Restate word for word the lines in the listing below, starting at the line containing "filename crates/roster_core/src/db/open.rs" and ending at the line containing "duration and status.", both included; leave out the rest.

* * * * *

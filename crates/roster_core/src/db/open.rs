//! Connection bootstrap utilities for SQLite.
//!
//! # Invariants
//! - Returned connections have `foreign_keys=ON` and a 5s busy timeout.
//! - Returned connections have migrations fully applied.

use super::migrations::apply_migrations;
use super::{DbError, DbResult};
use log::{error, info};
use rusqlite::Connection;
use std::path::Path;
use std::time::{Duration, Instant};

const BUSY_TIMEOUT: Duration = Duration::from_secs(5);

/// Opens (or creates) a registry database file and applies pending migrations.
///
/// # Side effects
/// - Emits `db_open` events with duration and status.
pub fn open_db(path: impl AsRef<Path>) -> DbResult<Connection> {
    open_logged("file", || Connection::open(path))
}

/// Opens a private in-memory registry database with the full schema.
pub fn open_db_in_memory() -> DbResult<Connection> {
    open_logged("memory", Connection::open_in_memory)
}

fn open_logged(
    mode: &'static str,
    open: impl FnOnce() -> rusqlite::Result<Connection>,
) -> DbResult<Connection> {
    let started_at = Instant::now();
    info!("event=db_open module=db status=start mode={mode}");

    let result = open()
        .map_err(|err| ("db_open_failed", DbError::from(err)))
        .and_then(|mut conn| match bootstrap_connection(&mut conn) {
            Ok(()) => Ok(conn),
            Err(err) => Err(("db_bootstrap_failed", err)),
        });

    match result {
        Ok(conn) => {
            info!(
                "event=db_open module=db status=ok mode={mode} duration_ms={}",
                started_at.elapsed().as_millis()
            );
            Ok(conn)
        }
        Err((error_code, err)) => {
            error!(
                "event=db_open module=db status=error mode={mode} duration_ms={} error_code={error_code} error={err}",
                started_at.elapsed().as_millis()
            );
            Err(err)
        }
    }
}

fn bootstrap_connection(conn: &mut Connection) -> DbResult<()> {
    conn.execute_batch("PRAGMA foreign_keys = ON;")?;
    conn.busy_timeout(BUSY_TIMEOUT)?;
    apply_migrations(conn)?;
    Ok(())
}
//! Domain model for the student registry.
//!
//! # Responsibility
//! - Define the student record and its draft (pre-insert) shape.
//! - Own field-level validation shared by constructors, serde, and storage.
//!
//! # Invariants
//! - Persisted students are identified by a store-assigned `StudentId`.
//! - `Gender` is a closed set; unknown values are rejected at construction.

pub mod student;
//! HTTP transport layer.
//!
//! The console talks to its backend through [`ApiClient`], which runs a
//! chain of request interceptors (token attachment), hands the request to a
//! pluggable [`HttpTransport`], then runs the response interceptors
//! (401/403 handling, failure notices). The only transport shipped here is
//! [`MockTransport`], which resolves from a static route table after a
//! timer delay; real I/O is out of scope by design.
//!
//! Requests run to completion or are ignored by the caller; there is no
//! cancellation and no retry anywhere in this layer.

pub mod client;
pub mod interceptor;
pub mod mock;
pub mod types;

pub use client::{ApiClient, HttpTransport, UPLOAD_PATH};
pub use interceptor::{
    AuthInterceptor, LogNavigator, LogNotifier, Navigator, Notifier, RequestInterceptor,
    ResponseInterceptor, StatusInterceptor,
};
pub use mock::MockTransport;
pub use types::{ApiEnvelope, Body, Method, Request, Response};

* * * * *

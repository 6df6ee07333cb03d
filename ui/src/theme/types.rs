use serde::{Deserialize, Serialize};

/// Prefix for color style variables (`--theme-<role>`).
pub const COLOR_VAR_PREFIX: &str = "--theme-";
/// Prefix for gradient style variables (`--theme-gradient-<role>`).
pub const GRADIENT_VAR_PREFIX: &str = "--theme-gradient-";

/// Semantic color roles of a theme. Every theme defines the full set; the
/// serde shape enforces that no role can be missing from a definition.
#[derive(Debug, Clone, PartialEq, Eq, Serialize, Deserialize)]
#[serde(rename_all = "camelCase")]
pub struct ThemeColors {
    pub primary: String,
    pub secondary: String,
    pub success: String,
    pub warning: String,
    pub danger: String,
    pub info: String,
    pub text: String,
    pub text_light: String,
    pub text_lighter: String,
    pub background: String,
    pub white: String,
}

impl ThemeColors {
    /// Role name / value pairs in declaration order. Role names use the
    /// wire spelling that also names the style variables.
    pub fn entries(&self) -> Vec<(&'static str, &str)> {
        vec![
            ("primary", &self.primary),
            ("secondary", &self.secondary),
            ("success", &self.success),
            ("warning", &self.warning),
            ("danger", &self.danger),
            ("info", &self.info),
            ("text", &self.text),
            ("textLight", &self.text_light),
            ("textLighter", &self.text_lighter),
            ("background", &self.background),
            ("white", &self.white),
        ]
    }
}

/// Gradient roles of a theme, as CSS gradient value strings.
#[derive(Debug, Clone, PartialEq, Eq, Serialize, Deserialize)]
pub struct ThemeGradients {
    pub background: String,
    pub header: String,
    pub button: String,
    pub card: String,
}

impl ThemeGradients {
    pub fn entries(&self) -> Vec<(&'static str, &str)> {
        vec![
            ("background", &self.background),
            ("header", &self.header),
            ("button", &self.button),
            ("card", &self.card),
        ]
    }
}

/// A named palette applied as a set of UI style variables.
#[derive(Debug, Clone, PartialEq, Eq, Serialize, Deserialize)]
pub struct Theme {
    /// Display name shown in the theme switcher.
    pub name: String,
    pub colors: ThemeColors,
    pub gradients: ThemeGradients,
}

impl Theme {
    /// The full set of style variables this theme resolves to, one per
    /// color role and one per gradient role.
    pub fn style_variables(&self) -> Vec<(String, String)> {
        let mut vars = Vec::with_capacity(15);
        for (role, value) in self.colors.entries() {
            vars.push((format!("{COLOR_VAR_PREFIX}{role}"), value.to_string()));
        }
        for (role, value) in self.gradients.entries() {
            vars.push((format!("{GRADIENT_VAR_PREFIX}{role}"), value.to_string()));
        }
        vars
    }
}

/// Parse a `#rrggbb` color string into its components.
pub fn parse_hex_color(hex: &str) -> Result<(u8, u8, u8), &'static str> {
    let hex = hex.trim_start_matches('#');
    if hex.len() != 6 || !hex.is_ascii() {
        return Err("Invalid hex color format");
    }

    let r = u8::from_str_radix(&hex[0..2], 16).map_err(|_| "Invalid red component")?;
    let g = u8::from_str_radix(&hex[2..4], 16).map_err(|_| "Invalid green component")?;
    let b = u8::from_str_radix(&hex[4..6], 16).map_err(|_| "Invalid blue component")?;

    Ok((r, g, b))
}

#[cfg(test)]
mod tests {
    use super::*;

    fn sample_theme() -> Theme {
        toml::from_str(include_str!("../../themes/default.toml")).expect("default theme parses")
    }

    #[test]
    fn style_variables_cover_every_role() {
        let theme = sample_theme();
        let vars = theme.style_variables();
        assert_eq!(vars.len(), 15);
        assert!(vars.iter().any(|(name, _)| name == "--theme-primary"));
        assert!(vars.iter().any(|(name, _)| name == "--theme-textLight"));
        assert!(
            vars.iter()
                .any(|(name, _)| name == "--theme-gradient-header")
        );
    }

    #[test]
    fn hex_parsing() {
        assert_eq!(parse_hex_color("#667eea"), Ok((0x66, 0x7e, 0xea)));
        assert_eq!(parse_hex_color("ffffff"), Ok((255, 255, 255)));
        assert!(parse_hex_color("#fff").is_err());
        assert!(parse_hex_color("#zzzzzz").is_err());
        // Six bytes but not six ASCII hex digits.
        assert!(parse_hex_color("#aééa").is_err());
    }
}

* * * * *

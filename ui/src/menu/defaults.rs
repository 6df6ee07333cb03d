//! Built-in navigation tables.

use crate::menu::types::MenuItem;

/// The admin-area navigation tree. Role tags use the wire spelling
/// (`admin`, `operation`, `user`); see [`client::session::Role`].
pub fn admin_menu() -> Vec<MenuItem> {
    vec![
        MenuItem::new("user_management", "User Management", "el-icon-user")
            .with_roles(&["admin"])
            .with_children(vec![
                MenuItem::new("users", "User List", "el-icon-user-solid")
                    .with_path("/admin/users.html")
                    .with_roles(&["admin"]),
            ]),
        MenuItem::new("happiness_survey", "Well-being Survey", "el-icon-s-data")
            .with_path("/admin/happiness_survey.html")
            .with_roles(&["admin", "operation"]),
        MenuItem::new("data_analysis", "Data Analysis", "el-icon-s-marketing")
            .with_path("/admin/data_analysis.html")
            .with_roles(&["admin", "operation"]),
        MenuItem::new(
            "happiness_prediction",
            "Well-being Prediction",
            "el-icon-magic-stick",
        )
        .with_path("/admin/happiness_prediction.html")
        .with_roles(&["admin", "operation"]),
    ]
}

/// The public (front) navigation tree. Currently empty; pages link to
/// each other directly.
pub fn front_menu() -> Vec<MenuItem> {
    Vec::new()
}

* * * * *

**REPLY TO THE TASK:**
filename crates/roster_core/src/db/open.rs
//! Connection bootstrap utilities for SQLite.
//!
//! # Invariants
//! - Returned connections have `foreign_keys=ON` and a 5s busy timeout.
//! - Returned connections have migrations fully applied.

use super::migrations::apply_migrations;
use super::{DbError, DbResult};
use log::{error, info};
use rusqlite::Connection;
use std::path::Path;
use std::time::{Duration, Instant};

const BUSY_TIMEOUT: Duration = Duration::from_secs(5);

/// Opens (or creates) a registry database file and applies pending migrations.
///
/// # Side effects
/// - Emits `db_open` events with duration and status.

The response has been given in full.